Le stime di Regione e Comune di Firenze: “Con la sparizione dei permessi per motivi umanitari una massa di persone si troverà senza protezione, ma anche senza controllo”. Il rischio è che finiscano nell’illegalità
maria cristina carratù
«Qui non si tratta di slogan politici, ma di fatti, che preoccupano tutti gli amministratori, anche i sindaci leghisti», avverte l’assessore regionale all’immigrazione Vittorio Bugli. È allarme, in Toscana, e non solo, per gli effetti del decreto sicurezza approvato dal governo, e di cui Regioni e Comuni sperano esistano margini di mitigazione « anche se dal dibattito parlamentare non arrivano segnali incoraggianti » . Le stime, hanno spiegato ieri Bugli, che parlava anche a nome della conferenza delle Regioni, e l’assessore al welfare e all’accoglienza del Comune di Firenze e responsabile immigrazione di Anci Toscana, Sara Funaro, lo dicono chiaro: con l’eliminazione del permesso di soggiorno per motivi umanitari, sostituito con specifici permessi ” speciali”, nella sola Toscana « si troverebbero dalle 5 alle 6 mila persone fuori da ogni sistema di accoglienza, e privi di qualunque tipo di protezione e di controllo ». Si tratterebbe di circa la metà dei 11.058 ad oggi accolti nella regione ( 9.200 nei Cas, Centri di accoglienza straordinaria gestiti tramite bandi dalle prefetture, e 1.850 negli Sprar, il Sistema di protezione per i richiedenti asilo e rifugiati gestito dal ministero con il coinvolgimento degli enti locali), che uscirebbero in automatico e senza riconoscimento dalla rete dei servizi ( si stima che solo un 15% potrebbe rientrare nei nuovi permessi speciali), diventando così, dalla sera alla mattina, dei nuovi clandestini. Il tutto mentre il ricorso ai rimpatri, tema forte della campagna anti immigrati di Salvini, si conferma del tutto inadeguato: in Toscana, ogni mese, si potrebbero riaccompagnare non più di 30- 35 persone, sulle 400 di tutta Italia, mentre « sarà ben difficile » , osserva Bugli, « stiparne a migliaia nei Cpr, i Centri di permanenza per i rimpatri da 100 persone».
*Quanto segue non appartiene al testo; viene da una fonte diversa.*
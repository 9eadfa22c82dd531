//! Plain-text rendering of entries and action outcomes.

use std::fmt::Write;

use crate::dispatch::{AttachmentReport, Outcome};
use crate::entry::{ContactEntry, Entry, EntryMeta, ExtendedProperty, GroupEntry, PropertyValue};

fn rel_or_label(rel: &Option<String>, label: &Option<String>) -> String {
    let kind = label
        .as_deref()
        .or_else(|| rel.as_deref().map(|r| r.rsplit('#').next().unwrap_or(r)))
        .unwrap_or("other");
    kind.to_string()
}

fn primary(flag: bool) -> &'static str {
    if flag {
        " (primary)"
    } else {
        ""
    }
}

fn write_meta(out: &mut String, meta: &EntryMeta) {
    if let Some(updated) = meta.updated {
        let _ = writeln!(out, "Last updated: {}", updated.to_rfc3339());
    }
    if meta.deleted {
        let _ = writeln!(out, "Deleted: yes");
    }
}

fn write_links(out: &mut String, meta: &EntryMeta) {
    if let Some(link) = meta.self_link() {
        let _ = writeln!(out, "Self link: {}", link.href);
    }
    if let Some(link) = meta.edit_link() {
        let _ = writeln!(out, "Edit link: {}", link.href);
    }
    if let Some(etag) = &meta.etag {
        let _ = writeln!(out, "ETag: {etag}");
    }
}

fn write_properties(out: &mut String, props: &[ExtendedProperty]) {
    for prop in props {
        match &prop.value {
            PropertyValue::Value(v) => {
                let _ = writeln!(out, "Extended property {}: {v}", prop.name);
            }
            PropertyValue::XmlBlob(blob) => {
                let _ = writeln!(out, "Extended property {}: (xml) {blob}", prop.name);
            }
        }
    }
}

fn write_contact(out: &mut String, c: &ContactEntry) {
    if let Some(name) = &c.name {
        if let Some(full) = &name.full_name {
            let _ = writeln!(out, "Name: {full}");
        }
        if let Some(given) = &name.given_name {
            let _ = writeln!(out, "Given name: {given}");
        }
        if let Some(family) = &name.family_name {
            let _ = writeln!(out, "Family name: {family}");
        }
    }
    if let Some(nickname) = &c.nickname {
        let _ = writeln!(out, "Nickname: {nickname}");
    }
    if let Some(birthday) = &c.birthday {
        let _ = writeln!(out, "Birthday: {birthday}");
    }
    if !c.content.is_empty() {
        let _ = writeln!(out, "Notes: {}", c.content);
    }
    for e in &c.emails {
        let _ = writeln!(out, "Email ({}): {}{}", rel_or_label(&e.rel, &e.label), e.address, primary(e.primary));
    }
    for p in &c.phone_numbers {
        let _ = writeln!(out, "Phone ({}): {}{}", rel_or_label(&p.rel, &p.label), p.number, primary(p.primary));
    }
    for im in &c.ims {
        let protocol = im
            .protocol
            .as_deref()
            .map(|p| p.rsplit('#').next().unwrap_or(p))
            .unwrap_or("unknown");
        let _ = writeln!(out, "IM ({protocol}): {}{}", im.address, primary(im.primary));
    }
    for org in &c.organizations {
        match &org.title {
            Some(title) => {
                let _ = writeln!(out, "Organization: {}, {title}{}", org.name, primary(org.primary));
            }
            None => {
                let _ = writeln!(out, "Organization: {}{}", org.name, primary(org.primary));
            }
        }
    }
    for addr in &c.postal_addresses {
        let _ = writeln!(
            out,
            "Postal address ({}): {}{}",
            rel_or_label(&addr.rel, &addr.label),
            addr.formatted,
            primary(addr.primary)
        );
    }
    for site in &c.websites {
        let _ = writeln!(out, "Website ({}): {}", rel_or_label(&site.rel, &site.label), site.href);
    }
    for membership in &c.group_memberships {
        let deleted = if membership.deleted { " (deleted)" } else { "" };
        let _ = writeln!(out, "Group: {}{deleted}", membership.href);
    }
    if let Some(photo) = &c.photo {
        let _ = writeln!(out, "Photo link: {}", photo.href);
        if let Some(etag) = &photo.etag {
            let _ = writeln!(out, "Photo ETag: {etag}");
        }
    }
}

fn write_group(out: &mut String, g: &GroupEntry) {
    if !g.content.is_empty() {
        let _ = writeln!(out, "Description: {}", g.content);
    }
    match g.system_group {
        Some(system) => {
            let _ = writeln!(out, "System group: {system}");
        }
        None => {
            let _ = writeln!(out, "(Not a system group)");
        }
    }
}

/// Multi-line block describing one entry.
pub fn render_entry(entry: &Entry) -> String {
    let mut out = String::new();
    let _ = writeln!(out, "Id: {}", entry.id().unwrap_or("(none)"));
    let _ = writeln!(out, "Title: {}", entry.title());
    write_meta(&mut out, entry.meta());
    match entry {
        Entry::Contact(c) => write_contact(&mut out, c),
        Entry::Group(g) => write_group(&mut out, g),
    }
    write_properties(&mut out, entry.extended_properties());
    write_links(&mut out, entry.meta());
    out
}

fn render_entries(out: &mut String, entries: &[Entry]) {
    for entry in entries {
        out.push_str(&render_entry(entry));
        out.push('\n');
    }
    let _ = writeln!(out, "Total: {} entries found", entries.len());
}

pub fn render_outcome(outcome: &Outcome) -> String {
    let mut out = String::new();
    match outcome {
        Outcome::Listed {
            entries,
            attachments,
        } => {
            render_entries(&mut out, entries);
            for report in attachments {
                match report {
                    AttachmentReport::Saved { entry_id, path, size } => {
                        let _ = writeln!(out, "Photo for {entry_id} saved to {} ({size} bytes)", path.display());
                    }
                    AttachmentReport::Failed { entry_id, message } => {
                        let _ = writeln!(out, "Photo for {entry_id} not saved: {message}");
                    }
                }
            }
        }
        Outcome::Queried(entries) => render_entries(&mut out, entries),
        Outcome::PlaceholdersExpired => {
            let _ = writeln!(out, "Not all placeholders of deleted entries are available");
        }
        Outcome::Added(entry) => {
            let _ = writeln!(out, "Added {}:", entry.kind().as_str());
            out.push_str(&render_entry(entry));
        }
        Outcome::Deleted { id } => {
            let _ = writeln!(out, "Deleted: {id}");
        }
        Outcome::NotFound { kind, id } => {
            let _ = writeln!(out, "No {} found with id: {id}", kind.as_str());
        }
        Outcome::Updated(entry) => {
            let _ = writeln!(out, "Updated {}:", entry.kind().as_str());
            out.push_str(&render_entry(entry));
        }
    }
    out
}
Una situazione paradossale, fanno notare Bugli e Funaro, dal punto di vista dello stesso “obiettivo securitario” del decreto Salvini: «Chi uscirà dal sistema di accoglienza e integrazione diffusa, di cui la Toscana è stata un modello», dicono i due assessori, « andrà a ingrossare la ‘ nube grigia’ di 450 mila persone, presenti in Italia ma prive di riconoscimento, destinate in gran parte a finire nell’area dell’illegalità », e che anche in Toscana tenderanno a concentrarsi nelle città più grandi e nei capoluoghi di provincia « mettendo in difficoltà le amministrazioni locali».
Non solo. La preoccupazioni toscane riguardano anche la drastica riduzione di competenze degli Sprar, nonostante l’altissima percentuale di successo dei percorsi di integrazione attuati nei territori grazie anche alla responsabilizzazione degli enti locali ( nel 2017, sulle 9 mila persone in uscita, oltre il 43% ha raggiunto la piena autonomia abitativa e lavorativa, e un ulteriore 32% ha acquisito gli strumenti necessari per l’autonomia). Col nuovo decreto, agli Sprar resterà la sola competenza dei minori e dei cosiddetti sussidiari, che hanno già un riconoscimento per persecuzioni personali ( ma sono solo il 40% delle attuali presenze). Inoltre, sottolinea Funaro, gli Sprar «non saranno più differenziati, come oggi, a seconda che accolgano minori, famiglie, o soggetti vulnerabili, fra cui i traumatizzati per guerre o violenze, e non potranno più offrire servizi mirati».
Quanto ai Cas, oggi diffusi e di piccole dimensioni, causa l’annunciato taglio di risorse saranno sostituiti giocoforza « da strutture più grandi e affollate, gestibili con meno costi ma ridotte a parcheggi e centri di controllo, che offrono vitto e alloggio, ma nessuna iniziativa di integrazione, nemmeno a chi è destinato a ottenere un permesso ».